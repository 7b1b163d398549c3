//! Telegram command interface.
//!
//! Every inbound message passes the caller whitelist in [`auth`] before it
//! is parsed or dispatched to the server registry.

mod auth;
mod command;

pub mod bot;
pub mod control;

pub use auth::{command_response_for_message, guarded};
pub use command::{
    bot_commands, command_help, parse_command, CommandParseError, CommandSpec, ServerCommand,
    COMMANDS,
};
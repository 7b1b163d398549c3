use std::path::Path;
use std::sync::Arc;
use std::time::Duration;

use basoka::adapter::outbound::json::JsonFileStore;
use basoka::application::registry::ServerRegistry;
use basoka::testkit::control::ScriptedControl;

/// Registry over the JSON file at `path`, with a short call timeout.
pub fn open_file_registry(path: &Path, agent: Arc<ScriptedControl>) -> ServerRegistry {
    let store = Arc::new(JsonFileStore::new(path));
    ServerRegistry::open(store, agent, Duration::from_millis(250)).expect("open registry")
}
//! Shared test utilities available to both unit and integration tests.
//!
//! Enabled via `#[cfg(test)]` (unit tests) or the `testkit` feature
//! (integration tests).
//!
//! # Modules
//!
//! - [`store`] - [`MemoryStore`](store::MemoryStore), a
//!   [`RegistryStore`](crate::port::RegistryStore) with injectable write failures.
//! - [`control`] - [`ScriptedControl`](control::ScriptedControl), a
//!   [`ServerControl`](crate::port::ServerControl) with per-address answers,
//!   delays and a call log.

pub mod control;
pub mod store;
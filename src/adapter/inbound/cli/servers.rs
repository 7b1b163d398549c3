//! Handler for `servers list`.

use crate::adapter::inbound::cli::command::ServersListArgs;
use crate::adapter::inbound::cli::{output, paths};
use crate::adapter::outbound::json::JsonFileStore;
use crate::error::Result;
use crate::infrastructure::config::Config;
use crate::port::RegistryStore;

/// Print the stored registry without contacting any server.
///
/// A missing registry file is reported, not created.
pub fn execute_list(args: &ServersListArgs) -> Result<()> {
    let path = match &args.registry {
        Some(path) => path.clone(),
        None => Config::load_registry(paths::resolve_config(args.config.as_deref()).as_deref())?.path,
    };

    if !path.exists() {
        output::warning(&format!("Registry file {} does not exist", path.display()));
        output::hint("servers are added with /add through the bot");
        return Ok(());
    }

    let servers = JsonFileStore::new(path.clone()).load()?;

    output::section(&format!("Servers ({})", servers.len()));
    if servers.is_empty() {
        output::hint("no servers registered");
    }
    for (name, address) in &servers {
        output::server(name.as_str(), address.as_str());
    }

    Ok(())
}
###
Transcribe the records from their first line. Stop after the line with "agent: Arc<ScriptedControl>) ->", including it.

* [Response]:
repository 7b1b163d398549c3
//! Telegram command interface.
//!
//! Every inbound message passes the caller whitelist in [`auth`] before it
//! is parsed or dispatched to the server registry.

mod auth;
mod command;

pub mod bot;
pub mod control;

pub use auth::{command_response_for_message, guarded};
pub use command::{
    bot_commands, command_help, parse_command, CommandParseError, CommandSpec, ServerCommand,
    COMMANDS,
};
repository 7b1b163d398549c3
use std::path::Path;
use std::sync::Arc;
use std::time::Duration;

use basoka::adapter::outbound::json::JsonFileStore;
use basoka::application::registry::ServerRegistry;
use basoka::testkit::control::ScriptedControl;

/// Registry over the JSON file at `path`, with a short call timeout.
pub fn open_file_registry(path: &Path, agent: Arc<ScriptedControl>) -> ServerRegistry {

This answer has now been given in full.